Stored items:
● ● ●

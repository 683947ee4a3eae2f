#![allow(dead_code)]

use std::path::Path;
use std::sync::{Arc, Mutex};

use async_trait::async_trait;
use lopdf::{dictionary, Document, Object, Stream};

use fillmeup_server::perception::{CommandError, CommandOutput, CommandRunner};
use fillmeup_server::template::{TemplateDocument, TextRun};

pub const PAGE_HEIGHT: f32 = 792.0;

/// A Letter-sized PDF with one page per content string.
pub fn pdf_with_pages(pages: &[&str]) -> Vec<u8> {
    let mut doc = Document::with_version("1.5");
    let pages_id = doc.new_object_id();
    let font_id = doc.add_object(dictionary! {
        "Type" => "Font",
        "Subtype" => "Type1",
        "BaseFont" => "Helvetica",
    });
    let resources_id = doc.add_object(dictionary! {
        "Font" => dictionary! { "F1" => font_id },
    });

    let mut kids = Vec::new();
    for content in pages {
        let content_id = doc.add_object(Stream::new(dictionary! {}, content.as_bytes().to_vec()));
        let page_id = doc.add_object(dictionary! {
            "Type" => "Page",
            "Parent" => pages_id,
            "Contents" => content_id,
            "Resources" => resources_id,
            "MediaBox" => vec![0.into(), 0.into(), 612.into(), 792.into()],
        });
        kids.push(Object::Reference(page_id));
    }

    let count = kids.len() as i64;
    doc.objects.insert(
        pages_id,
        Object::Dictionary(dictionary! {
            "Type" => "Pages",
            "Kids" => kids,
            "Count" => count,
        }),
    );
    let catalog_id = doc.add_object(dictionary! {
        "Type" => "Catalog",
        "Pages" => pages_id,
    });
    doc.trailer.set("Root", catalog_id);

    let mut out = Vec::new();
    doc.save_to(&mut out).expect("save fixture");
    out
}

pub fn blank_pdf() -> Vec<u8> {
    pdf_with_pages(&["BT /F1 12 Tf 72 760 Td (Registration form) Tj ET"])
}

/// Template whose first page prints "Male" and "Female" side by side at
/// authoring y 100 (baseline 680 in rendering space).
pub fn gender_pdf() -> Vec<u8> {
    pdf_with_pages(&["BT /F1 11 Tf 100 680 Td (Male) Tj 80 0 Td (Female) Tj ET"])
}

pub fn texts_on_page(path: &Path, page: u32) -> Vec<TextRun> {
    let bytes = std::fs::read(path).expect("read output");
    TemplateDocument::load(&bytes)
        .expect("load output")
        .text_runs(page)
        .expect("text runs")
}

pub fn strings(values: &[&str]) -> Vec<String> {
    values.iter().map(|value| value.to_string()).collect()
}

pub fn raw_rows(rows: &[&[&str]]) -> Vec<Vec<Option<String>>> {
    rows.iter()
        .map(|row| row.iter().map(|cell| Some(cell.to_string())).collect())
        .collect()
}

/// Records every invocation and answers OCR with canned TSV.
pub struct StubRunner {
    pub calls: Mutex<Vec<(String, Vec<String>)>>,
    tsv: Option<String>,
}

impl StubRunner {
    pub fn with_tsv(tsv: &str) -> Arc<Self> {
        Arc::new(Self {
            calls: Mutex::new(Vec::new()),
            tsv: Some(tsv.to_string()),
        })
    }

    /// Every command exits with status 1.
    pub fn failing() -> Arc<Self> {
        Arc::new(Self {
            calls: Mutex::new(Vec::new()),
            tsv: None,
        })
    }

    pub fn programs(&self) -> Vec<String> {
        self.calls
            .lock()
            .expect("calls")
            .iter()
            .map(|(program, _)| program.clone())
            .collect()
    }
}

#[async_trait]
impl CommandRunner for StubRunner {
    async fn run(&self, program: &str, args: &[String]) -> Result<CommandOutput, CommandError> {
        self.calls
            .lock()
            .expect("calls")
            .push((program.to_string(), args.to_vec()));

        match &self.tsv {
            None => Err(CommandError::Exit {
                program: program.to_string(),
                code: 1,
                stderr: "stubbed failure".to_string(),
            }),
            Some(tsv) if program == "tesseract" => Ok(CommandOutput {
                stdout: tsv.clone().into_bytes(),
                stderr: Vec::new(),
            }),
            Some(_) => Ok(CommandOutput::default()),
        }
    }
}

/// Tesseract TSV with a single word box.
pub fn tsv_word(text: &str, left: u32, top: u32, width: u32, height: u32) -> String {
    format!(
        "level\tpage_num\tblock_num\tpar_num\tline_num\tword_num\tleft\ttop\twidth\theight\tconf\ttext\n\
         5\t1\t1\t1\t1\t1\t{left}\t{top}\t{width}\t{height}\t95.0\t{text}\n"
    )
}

● ● ●

- DIRECTIONS -
Starting at the line that contains "pub const PAGE_HEIGHT: f32 = 792.0;" and stopping after the line that contains "let mut kids = Vec::new();", write out every line exactly as it appears above, and no other line.

- ANSWER SECTION -
pub const PAGE_HEIGHT: f32 = 792.0;

/// A Letter-sized PDF with one page per content string.
pub fn pdf_with_pages(pages: &[&str]) -> Vec<u8> {
    let mut doc = Document::with_version("1.5");
    let pages_id = doc.new_object_id();
    let font_id = doc.add_object(dictionary! {
        "Type" => "Font",
        "Subtype" => "Type1",
        "BaseFont" => "Helvetica",
    });
    let resources_id = doc.add_object(dictionary! {
        "Font" => dictionary! { "F1" => font_id },
    });

    let mut kids = Vec::new();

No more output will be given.